In the past two decades, knowledge of TLSs has substantially expanded. Molecular and phenotypic heterogeneity within TLSs is increasingly recognized in mice and humans and is associated with the disease course in autoimmune diseases, cancer, infection and chronic inflammatory diseases. Ageing has also emerged as a cause of TLS formation and the molecular details and therapeutic potential are beginning to be unravelled.

The unique contribution of TLSs to local immunity in chronic inflammatory conditions might result from their optimal adaptation to the local tissue microenvironment. However, the mechanisms by which TLSs adapt to tissue and generate tailored immune responses in situ are largely unknown and many unanswered questions remain (Box 2). For example, the initial event that leads to TLS induction and the factors that influence susceptibility to TLS development in different organs and diseases remain to be determined.

In addition to multistep interactions between immune cells and non-immune cells, factors that shape the tissue microenvironment may influence immune responses generated within TLSs. For example, several studies have shown that the ionic microenvironment directly affects a variety of immune cells.

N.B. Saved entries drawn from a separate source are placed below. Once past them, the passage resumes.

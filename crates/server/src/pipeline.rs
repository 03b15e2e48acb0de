//! The gateway request pipeline.
//!
//! Gateway Mode is the two-step protocol: [`ServiceContext::pre_check`]
//! issues a context, the client performs its LLM call, then
//! [`ServiceContext::record_llm_call`] presents the context for audit.
//! Proxy Mode ([`ServiceContext::proxy_execute`]) runs the same internals
//! in one round trip with the orchestrator in the middle.

use std::collections::BTreeMap;

use chrono::Utc;
use tracing::{debug, info, warn};

use warden_audit::AuditError;
use warden_auth::{Authenticator, DeploymentMode, LicenseClaims, hash_secret};
use warden_core::{
    AuditEntry, Client, ClientId, ContextId, GatewayContext, LlmCallAudit, OrgId, TenantId, User,
};
use warden_scanner::MAX_INPUT_BYTES;

use crate::api::schemas::{
    AuditLlmCallRequest, AuditLlmCallResponse, PreCheckRequest, PreCheckResponse,
    ProxyExecuteRequest, ProxyExecuteResponse,
};
use crate::context::ServiceContext;
use crate::error::ServerError;
use crate::ratelimit::RateLimitInfo;

/// Block reason for kill-switch refusals.
const REASON_KILL_SWITCH: &str = "kill_switch";

/// Block reason for rate-limit refusals.
const REASON_RATE_LIMIT: &str = "rate_limit_exceeded";

/// Pseudo-policy tag applied in permissive mode when the policy store is
/// down.
const TAG_POLICY_UNAVAILABLE: &str = "policy_engine_unavailable";
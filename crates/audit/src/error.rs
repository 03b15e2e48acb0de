use thiserror::Error;

/// Errors produced by the audit subsystem.
#[derive(Debug, Error)]
pub enum AuditError {
    /// The queue is full and the fallback file also refused the entry.
    /// This is the only condition under which an entry is rejected.
    #[error("audit queue full and fallback unavailable: {0}")]
    Rejected(String),

    /// The queue has been shut down.
    #[error("audit queue closed")]
    Closed,

    /// The backing writer failed.
    #[error("audit write failed: {0}")]
    Writer(String),

    /// The fallback file could not be opened or appended.
    #[error("fallback file error: {0}")]
    Fallback(String),
}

In the tumour microenvironment, extracellular potassium released by necrotic cells suppresses T cell effector functions189. Furthermore, increased sodium in inflammatory tissues promotes IL-17-producing CD4+ T cell development and inhibits regulatory T cell differentiation, exacerbating inflammation190,191. The effects of the injured tissue microenvironment on immune responses in TLSs should be further investigated.

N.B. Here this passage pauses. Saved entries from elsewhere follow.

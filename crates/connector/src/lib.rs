//! Data connectors for the Warden gateway.
//!
//! A [`Connector`] is an opaque capability: the gateway brokers access to
//! it but never looks inside. The [`ConnectorRegistry`] maps names to
//! connectors and enforces the tenant grant list on every lookup.

pub mod config;
pub mod connector;
pub mod error;
pub mod log;
pub mod registry;

pub use config::{ConnectorEntry, ConnectorsFile, expand_env_str, load_connectors_file};
pub use connector::{Connector, ConnectorMeta, DynConnector};
pub use error::ConnectorError;
pub use log::LogConnector;
pub use registry::{ConnectorHealth, ConnectorRegistry};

Even in the same disease, the clinical influence of TLSs varies depending on the disease phase and the cellular composition of the TLSs. Furthermore, how TLSs influence responses to therapy and how therapy changes the function of TLSs are poorly understood. The opposing clinical correlations of TLSs in different diseases indicate that the optimal approach for targeting these structures must be defined in a context-dependent manner. It is therefore important to determine the conditions that promote the development or induce the resolution of TLSs.

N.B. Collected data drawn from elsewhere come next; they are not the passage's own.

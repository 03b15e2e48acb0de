use chrono::{DateTime, Utc};
use regex::Regex;

use warden_core::{EffectivePolicy, Policy, PolicyOverride};

use crate::error::PolicyError;

/// An effective policy with its pattern compiled.
#[derive(Debug, Clone)]
pub struct CompiledPolicy {
    /// The merged policy.
    pub effective: EffectivePolicy,
    /// The compiled pattern.
    pub regex: Regex,
}

/// An immutable, ordered view of the effective policy set for one
/// (tenant, org) scope.
///
/// Snapshots are built once per cache miss and shared behind `Arc`; they
/// never change until the cache entry expires or is invalidated.
#[derive(Debug)]
pub struct PolicySnapshot {
    /// Enabled policies in evaluation order: tier (system first), then
    /// priority descending, then policy id.
    pub policies: Vec<CompiledPolicy>,
    /// When the snapshot was loaded.
    pub loaded_at: DateTime<Utc>,
}

impl PolicySnapshot {
    /// Merge raw store rows into an ordered, compiled snapshot.
    ///
    /// Disabled policies (after override application) are dropped. When
    /// the same policy id appears in several tiers the highest-precedence
    /// instance wins.
    pub fn build(
        rows: Vec<(Policy, Option<PolicyOverride>)>,
        now: DateTime<Utc>,
    ) -> Result<Self, PolicyError> {
        let mut merged: Vec<EffectivePolicy> = rows
            .into_iter()
            .map(|(policy, ov)| EffectivePolicy::merge(policy, ov.as_ref(), now))
            .filter(|eff| eff.enabled)
            .collect();

        merged.sort_by(|a, b| a.order(b));
        merged.dedup_by(|b, a| a.policy.policy_id == b.policy.policy_id);

        let policies = merged
            .into_iter()
            .map(|effective| {
                let regex =
                    Regex::new(&effective.policy.pattern).map_err(|e| PolicyError::InvalidPattern {
                        id: effective.policy.policy_id.to_string(),
                        reason: e.to_string(),
                    })?;
                Ok(CompiledPolicy { effective, regex })
            })
            .collect::<Result<Vec<_>, PolicyError>>()?;

        Ok(Self {
            policies,
            loaded_at: now,
        })
    }

    /// Number of policies in the snapshot.
    #[must_use]
    pub fn len(&self) -> usize {
        self.policies.len()
    }

    /// Return `true` if the snapshot holds no policies.
    #[must_use]
    pub fn is_empty(&self) -> bool {
        self.policies.is_empty()
    }
}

Chronic inflammation is a common feature of all forms of CKD and AKI149,192,193,194 and TLSs could potentially drive CKD progression by maintaining and accelerating inflammation irrespective of the aetiology. Therapeutic interventions that target TLS formation could potentially be beneficial in CKD and other chronic inflammatory and autoimmune diseases. As CKD can progress without overt symptoms, the development of non-invasive biomarkers for TLS detection will also be necessary. Furthermore, the identification of essential pathways for TLS formation will enable selective targeting to induce TLS development or resolution as required to obtain clinical benefits in different diseases. Accumulation of basic and clinical evidence, particularly in human TLSs, using standardized quantification approaches is necessary to guide the future development of novel therapeutic approaches to TLS-related chronic diseases.